Top of Data records

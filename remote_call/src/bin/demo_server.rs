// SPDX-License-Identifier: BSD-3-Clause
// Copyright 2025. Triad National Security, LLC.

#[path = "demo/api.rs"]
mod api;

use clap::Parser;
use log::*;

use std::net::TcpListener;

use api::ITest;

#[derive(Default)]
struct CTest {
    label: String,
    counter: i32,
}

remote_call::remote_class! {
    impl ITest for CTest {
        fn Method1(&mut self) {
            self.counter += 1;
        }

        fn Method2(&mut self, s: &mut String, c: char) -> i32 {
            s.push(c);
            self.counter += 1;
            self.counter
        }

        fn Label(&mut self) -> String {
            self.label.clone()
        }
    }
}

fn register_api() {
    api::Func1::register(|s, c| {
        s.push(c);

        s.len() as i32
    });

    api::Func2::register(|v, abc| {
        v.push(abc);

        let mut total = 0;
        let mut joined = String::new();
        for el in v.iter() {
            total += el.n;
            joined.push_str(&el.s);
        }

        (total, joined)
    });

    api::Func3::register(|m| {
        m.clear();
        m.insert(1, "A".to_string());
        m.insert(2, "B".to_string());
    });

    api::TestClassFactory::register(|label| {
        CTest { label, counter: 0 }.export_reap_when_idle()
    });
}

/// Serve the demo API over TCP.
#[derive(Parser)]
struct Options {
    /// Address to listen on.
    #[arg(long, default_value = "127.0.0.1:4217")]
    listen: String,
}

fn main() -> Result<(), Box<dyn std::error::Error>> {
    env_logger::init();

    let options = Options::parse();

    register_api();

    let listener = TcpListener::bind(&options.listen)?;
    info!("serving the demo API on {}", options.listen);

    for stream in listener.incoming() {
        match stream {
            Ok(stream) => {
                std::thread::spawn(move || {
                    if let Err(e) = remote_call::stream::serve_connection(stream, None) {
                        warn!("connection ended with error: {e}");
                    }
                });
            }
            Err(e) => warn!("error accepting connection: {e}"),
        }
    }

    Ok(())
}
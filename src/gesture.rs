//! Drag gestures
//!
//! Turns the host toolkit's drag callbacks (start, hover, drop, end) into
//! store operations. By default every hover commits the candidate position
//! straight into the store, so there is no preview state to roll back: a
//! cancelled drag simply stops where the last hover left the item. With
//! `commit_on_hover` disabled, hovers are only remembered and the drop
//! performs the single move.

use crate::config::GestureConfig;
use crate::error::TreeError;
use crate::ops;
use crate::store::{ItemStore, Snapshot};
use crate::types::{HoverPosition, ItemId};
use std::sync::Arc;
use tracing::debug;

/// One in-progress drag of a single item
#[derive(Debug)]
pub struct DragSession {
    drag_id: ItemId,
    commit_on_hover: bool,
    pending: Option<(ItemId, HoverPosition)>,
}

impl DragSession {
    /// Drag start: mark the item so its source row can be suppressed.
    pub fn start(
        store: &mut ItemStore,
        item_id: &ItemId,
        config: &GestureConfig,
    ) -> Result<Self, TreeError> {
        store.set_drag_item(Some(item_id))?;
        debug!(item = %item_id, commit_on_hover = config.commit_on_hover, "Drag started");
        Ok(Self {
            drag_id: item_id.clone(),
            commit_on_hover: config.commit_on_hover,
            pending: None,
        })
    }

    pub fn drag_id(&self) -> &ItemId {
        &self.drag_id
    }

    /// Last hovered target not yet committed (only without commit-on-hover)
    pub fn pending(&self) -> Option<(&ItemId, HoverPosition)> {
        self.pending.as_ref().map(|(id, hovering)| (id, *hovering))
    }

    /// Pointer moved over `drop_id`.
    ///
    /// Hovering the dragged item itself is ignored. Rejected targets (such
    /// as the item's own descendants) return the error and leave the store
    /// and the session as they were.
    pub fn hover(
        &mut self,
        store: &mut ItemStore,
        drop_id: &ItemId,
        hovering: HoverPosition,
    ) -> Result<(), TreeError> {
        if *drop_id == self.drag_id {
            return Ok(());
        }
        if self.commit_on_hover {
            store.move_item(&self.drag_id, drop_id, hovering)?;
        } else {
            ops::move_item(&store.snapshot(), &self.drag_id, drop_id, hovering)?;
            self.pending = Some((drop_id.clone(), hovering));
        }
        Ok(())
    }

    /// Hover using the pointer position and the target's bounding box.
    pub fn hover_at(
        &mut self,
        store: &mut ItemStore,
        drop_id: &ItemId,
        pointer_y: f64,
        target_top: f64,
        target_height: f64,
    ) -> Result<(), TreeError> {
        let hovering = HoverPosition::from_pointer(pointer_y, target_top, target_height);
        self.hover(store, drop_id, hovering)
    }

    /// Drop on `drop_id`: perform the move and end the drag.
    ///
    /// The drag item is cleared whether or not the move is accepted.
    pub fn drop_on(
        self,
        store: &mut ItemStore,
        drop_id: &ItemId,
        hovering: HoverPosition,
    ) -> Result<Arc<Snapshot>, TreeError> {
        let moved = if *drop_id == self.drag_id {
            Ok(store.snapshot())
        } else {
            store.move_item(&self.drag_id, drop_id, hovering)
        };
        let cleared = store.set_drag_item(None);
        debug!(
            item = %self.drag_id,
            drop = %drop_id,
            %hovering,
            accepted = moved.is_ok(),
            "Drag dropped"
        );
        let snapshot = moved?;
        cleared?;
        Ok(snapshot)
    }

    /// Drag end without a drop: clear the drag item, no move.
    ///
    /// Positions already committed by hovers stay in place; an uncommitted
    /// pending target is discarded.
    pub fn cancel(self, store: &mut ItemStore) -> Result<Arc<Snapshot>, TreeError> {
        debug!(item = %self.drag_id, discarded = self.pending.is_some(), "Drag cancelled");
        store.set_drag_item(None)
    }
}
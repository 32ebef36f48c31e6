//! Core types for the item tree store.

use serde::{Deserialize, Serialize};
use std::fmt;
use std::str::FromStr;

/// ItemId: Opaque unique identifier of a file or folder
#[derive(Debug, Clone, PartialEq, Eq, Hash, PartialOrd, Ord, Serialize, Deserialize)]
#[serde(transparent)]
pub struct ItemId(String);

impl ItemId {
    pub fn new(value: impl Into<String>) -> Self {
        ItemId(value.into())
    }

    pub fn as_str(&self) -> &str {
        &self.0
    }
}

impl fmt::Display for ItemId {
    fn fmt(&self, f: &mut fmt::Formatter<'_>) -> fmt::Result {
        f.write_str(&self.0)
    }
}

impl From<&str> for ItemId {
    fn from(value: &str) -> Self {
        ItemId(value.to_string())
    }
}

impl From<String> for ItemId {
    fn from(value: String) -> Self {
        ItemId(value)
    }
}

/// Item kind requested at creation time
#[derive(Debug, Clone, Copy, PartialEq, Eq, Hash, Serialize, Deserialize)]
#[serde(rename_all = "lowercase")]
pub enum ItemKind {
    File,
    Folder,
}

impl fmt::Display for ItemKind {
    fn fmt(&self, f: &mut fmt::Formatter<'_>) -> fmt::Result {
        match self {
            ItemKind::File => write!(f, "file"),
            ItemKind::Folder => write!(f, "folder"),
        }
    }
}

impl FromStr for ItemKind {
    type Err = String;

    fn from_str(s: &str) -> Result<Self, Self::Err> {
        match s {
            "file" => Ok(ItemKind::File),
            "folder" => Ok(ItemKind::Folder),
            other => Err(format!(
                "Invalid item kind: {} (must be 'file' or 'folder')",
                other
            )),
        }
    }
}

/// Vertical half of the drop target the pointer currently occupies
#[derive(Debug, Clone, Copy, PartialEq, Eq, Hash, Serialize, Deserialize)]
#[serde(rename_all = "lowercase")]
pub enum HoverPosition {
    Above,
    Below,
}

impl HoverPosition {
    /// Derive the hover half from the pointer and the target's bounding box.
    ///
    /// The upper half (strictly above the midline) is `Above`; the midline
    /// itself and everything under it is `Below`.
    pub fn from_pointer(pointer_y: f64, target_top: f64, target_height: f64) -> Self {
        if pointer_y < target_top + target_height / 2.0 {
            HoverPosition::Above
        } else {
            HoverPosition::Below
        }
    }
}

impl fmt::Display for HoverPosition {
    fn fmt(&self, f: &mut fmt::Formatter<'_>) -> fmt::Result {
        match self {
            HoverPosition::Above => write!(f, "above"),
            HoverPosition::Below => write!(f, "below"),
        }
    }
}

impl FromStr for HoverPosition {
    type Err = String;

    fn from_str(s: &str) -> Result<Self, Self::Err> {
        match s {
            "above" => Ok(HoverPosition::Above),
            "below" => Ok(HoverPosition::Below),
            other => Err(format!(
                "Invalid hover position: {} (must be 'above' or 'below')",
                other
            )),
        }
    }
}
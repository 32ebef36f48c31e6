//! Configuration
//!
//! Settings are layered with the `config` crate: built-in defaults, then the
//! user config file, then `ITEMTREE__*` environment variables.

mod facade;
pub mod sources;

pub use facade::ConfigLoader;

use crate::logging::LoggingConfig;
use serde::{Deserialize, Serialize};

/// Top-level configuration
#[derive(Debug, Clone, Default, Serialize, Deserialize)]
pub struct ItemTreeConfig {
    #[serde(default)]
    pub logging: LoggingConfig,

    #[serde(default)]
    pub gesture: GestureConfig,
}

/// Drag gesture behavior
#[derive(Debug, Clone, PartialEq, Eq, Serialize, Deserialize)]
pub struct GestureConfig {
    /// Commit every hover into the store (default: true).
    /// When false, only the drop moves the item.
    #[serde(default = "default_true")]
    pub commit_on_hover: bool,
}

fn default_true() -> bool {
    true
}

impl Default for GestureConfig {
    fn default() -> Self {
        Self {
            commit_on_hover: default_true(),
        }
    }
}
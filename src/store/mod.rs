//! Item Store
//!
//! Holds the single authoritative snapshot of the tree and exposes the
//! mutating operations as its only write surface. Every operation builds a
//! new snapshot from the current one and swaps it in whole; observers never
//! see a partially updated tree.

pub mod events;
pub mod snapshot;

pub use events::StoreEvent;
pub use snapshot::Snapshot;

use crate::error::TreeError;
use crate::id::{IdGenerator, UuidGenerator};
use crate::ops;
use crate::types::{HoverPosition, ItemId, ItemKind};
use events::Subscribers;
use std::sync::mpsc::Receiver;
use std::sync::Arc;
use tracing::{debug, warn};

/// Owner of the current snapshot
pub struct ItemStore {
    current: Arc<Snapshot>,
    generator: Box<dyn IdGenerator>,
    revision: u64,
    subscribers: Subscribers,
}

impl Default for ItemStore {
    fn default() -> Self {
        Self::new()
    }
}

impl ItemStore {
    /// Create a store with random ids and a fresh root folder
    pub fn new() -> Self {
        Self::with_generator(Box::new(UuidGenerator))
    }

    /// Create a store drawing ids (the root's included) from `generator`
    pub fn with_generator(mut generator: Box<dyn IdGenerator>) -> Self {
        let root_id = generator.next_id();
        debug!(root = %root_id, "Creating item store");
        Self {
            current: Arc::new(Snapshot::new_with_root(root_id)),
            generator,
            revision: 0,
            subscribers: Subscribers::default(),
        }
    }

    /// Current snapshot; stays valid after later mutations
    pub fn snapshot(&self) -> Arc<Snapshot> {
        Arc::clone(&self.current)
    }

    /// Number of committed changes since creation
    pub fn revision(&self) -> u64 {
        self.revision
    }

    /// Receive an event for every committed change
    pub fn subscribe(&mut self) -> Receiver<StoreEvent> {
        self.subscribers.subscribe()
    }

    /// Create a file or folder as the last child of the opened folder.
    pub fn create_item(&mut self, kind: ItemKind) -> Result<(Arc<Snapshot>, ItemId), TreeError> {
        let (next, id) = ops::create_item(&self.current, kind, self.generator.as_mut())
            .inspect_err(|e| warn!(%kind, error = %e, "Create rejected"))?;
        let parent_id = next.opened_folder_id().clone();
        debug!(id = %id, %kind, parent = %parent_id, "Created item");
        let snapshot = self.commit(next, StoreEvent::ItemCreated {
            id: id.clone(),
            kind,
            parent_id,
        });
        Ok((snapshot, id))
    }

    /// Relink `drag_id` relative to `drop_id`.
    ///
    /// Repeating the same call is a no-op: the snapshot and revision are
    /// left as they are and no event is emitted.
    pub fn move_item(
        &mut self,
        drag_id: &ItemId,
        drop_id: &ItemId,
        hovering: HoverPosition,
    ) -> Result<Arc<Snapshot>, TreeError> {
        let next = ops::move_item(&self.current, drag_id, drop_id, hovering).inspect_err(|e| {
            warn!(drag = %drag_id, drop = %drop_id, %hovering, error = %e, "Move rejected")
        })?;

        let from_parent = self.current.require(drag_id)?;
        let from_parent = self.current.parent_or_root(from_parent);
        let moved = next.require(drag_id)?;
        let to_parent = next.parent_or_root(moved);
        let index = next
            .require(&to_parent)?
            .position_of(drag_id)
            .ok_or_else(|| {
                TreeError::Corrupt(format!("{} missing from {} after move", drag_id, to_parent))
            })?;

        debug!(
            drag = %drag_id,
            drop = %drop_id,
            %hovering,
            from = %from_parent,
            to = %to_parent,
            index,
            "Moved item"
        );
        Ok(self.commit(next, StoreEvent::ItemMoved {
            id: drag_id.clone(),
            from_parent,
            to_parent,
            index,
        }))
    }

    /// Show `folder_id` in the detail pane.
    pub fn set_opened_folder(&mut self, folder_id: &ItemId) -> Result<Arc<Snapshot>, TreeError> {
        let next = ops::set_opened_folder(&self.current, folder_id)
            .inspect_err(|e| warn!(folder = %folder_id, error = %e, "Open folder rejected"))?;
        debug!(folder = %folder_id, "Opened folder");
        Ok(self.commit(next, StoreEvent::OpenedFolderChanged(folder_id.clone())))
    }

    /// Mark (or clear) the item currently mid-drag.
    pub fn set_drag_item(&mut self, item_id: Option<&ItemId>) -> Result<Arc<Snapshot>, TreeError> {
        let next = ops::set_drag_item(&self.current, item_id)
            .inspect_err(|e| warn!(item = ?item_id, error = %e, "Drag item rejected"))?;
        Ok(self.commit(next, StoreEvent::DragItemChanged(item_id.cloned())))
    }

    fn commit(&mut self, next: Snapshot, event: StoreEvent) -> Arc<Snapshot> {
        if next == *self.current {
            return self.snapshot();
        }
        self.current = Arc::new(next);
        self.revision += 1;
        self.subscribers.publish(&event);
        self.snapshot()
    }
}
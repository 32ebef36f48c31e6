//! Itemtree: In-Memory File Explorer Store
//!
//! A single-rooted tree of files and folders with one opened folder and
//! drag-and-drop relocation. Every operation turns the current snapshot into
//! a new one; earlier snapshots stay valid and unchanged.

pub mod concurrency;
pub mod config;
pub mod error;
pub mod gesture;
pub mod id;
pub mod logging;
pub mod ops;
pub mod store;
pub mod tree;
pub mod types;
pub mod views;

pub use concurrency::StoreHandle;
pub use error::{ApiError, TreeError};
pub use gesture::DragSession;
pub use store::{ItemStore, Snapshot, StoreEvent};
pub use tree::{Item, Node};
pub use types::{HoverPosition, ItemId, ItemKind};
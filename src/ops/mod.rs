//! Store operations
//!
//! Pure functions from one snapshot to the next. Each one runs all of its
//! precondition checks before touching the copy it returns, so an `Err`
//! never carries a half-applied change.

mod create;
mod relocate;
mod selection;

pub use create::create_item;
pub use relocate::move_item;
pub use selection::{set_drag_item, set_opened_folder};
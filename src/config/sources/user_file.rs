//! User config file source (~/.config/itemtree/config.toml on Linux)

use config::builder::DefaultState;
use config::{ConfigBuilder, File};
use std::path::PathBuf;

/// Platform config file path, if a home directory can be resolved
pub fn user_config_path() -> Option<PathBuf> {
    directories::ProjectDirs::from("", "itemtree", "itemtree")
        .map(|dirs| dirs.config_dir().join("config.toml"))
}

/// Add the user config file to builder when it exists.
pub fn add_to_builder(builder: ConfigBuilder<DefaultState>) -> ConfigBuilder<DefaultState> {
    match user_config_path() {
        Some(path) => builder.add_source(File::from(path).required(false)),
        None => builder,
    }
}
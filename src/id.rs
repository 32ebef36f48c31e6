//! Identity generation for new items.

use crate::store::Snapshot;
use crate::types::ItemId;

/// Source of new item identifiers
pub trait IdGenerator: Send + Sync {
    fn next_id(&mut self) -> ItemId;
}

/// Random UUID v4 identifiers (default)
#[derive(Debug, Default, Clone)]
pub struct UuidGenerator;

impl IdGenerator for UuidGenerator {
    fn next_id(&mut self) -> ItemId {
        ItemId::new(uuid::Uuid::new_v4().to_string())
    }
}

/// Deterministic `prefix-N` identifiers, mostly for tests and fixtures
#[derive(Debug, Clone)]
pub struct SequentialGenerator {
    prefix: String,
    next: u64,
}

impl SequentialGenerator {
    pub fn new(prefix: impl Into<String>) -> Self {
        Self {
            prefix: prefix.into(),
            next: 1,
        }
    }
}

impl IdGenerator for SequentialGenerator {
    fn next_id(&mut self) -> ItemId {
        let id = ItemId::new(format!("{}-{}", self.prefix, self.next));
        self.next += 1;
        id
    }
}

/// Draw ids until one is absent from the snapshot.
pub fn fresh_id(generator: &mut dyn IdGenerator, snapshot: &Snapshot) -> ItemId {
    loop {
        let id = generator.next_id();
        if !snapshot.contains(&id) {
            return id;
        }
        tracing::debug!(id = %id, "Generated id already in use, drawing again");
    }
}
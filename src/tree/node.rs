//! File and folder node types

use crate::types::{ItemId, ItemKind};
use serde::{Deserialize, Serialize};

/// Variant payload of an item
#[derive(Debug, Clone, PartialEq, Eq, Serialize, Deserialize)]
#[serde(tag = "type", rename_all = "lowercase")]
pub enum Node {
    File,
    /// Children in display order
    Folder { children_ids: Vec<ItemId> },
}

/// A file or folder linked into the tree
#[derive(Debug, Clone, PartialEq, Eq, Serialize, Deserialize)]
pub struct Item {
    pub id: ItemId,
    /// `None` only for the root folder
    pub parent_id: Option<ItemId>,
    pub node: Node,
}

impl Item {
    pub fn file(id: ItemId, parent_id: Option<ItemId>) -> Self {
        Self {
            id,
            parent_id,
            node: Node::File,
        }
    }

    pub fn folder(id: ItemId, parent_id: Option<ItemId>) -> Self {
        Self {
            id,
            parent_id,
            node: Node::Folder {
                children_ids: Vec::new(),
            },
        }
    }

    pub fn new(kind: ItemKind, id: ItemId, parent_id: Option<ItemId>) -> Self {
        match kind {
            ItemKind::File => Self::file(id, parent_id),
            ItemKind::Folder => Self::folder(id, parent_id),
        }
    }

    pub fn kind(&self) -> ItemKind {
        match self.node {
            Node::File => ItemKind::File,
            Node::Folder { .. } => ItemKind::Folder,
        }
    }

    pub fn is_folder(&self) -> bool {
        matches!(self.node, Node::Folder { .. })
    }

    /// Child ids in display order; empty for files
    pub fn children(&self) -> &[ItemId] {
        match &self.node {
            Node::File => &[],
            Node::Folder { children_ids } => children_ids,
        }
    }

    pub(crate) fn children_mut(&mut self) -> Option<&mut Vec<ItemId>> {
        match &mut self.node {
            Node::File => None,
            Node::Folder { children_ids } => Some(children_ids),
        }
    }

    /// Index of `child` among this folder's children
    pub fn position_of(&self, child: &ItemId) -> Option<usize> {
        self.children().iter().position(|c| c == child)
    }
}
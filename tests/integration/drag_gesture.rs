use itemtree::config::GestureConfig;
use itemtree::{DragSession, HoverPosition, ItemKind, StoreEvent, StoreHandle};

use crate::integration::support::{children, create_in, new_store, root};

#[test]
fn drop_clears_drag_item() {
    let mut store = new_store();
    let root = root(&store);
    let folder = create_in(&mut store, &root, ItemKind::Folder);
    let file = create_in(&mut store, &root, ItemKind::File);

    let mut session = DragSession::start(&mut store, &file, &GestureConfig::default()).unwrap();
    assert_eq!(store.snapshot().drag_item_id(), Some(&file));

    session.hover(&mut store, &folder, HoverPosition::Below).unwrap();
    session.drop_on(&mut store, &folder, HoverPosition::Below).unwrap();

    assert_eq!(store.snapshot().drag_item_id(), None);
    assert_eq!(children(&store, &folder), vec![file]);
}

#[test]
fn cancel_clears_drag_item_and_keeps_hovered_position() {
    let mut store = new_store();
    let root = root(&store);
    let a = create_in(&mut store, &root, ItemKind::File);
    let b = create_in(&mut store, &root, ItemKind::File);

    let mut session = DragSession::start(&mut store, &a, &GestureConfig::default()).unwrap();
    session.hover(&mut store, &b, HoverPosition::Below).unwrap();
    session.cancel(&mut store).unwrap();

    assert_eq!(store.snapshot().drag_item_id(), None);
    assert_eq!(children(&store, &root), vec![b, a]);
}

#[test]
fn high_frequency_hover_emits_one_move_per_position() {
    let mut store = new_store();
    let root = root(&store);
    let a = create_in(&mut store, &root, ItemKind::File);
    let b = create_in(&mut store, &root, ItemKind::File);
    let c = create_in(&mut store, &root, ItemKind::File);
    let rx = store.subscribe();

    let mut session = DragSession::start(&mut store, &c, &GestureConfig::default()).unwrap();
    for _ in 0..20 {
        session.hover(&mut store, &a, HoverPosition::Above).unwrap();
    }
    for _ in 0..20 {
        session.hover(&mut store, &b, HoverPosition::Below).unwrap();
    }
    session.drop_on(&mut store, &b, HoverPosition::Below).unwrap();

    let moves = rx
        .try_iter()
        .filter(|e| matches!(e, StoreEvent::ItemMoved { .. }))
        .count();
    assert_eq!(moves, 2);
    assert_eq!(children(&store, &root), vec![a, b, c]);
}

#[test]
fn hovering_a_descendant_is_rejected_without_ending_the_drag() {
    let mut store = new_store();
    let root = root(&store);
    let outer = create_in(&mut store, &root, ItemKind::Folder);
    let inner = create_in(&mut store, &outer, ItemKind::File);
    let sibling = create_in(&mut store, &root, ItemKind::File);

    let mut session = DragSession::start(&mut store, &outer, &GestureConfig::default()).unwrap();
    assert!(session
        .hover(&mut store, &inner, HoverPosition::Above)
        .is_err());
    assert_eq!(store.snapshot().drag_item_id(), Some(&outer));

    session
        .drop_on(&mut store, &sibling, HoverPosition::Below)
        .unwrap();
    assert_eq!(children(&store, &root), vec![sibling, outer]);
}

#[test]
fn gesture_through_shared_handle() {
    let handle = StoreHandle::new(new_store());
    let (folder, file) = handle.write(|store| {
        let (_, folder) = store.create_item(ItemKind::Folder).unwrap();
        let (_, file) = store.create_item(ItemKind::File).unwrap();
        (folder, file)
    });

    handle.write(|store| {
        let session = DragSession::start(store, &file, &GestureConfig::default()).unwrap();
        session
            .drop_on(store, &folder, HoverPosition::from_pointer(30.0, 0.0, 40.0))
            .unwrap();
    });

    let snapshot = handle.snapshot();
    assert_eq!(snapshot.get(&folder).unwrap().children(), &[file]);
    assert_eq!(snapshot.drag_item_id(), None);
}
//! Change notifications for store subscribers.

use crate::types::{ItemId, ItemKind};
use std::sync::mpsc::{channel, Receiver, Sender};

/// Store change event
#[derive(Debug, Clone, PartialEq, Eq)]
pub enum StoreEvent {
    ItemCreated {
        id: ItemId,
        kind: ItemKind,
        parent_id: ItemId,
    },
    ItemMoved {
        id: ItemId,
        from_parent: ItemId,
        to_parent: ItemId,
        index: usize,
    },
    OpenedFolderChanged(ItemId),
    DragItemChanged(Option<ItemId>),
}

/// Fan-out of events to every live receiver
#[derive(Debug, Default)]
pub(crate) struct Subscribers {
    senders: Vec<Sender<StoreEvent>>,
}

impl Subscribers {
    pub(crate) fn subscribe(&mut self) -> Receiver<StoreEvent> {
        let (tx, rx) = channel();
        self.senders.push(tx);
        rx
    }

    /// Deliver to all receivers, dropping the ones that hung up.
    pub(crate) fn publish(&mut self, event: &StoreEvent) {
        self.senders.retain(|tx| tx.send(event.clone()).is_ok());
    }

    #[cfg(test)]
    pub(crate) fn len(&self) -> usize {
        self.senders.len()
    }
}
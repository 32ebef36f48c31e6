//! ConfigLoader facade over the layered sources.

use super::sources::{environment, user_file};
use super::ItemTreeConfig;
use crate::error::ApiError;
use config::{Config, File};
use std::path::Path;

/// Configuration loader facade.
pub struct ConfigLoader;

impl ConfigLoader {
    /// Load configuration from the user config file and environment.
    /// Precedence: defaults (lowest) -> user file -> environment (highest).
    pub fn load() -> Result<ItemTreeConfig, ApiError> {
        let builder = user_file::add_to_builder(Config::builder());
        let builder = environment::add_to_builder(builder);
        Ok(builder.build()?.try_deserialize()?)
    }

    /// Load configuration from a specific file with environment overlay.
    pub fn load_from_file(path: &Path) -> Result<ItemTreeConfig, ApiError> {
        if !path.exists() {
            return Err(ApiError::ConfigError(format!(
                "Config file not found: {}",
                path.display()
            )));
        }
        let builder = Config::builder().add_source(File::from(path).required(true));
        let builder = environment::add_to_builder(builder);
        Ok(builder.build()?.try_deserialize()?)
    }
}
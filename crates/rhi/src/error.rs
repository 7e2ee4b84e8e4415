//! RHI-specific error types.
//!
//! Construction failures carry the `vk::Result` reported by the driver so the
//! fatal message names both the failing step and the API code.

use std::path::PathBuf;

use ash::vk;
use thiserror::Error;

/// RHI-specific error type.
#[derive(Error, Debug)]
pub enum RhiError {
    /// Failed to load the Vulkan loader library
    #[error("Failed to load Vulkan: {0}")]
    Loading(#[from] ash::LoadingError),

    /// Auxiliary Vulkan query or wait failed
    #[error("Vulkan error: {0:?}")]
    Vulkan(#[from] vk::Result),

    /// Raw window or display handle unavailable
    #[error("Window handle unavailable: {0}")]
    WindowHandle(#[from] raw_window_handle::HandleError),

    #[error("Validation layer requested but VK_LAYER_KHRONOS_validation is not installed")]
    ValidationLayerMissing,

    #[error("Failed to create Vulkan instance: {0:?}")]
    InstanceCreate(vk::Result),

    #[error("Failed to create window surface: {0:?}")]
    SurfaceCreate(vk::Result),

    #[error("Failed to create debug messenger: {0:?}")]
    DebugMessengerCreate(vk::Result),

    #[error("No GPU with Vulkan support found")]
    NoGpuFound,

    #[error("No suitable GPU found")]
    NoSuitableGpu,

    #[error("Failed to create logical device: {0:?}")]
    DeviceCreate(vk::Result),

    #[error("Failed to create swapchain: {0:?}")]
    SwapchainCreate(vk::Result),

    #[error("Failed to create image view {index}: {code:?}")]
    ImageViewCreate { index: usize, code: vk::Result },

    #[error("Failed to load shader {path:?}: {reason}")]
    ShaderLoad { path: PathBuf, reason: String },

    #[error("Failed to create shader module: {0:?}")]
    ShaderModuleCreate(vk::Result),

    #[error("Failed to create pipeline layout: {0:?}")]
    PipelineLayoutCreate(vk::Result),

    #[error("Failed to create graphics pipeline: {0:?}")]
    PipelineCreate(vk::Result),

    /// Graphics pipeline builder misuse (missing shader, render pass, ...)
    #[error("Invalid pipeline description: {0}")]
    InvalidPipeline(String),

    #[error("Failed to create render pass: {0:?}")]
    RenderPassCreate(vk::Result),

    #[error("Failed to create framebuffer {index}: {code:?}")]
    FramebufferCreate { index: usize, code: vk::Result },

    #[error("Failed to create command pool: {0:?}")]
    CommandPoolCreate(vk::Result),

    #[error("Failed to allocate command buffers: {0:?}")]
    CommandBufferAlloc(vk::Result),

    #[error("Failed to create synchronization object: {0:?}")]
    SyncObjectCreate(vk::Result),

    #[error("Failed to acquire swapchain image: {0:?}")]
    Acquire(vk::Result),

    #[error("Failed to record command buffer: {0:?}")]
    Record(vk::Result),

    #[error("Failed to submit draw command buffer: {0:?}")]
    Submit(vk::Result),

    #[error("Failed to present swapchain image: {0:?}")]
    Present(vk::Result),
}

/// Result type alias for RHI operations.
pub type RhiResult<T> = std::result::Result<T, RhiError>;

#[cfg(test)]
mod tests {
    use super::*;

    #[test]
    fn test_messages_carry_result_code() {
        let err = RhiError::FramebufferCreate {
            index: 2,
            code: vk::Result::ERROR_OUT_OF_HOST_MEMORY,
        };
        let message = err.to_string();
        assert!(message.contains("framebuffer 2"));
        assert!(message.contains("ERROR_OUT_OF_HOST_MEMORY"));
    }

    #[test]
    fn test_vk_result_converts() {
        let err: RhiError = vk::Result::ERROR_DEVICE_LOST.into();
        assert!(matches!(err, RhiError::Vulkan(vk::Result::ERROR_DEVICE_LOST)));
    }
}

Bottom of Data records

● Problem statement
Work out how many lines of the preceding data contain the word "toml". Reply with that number only.

● Expected output
2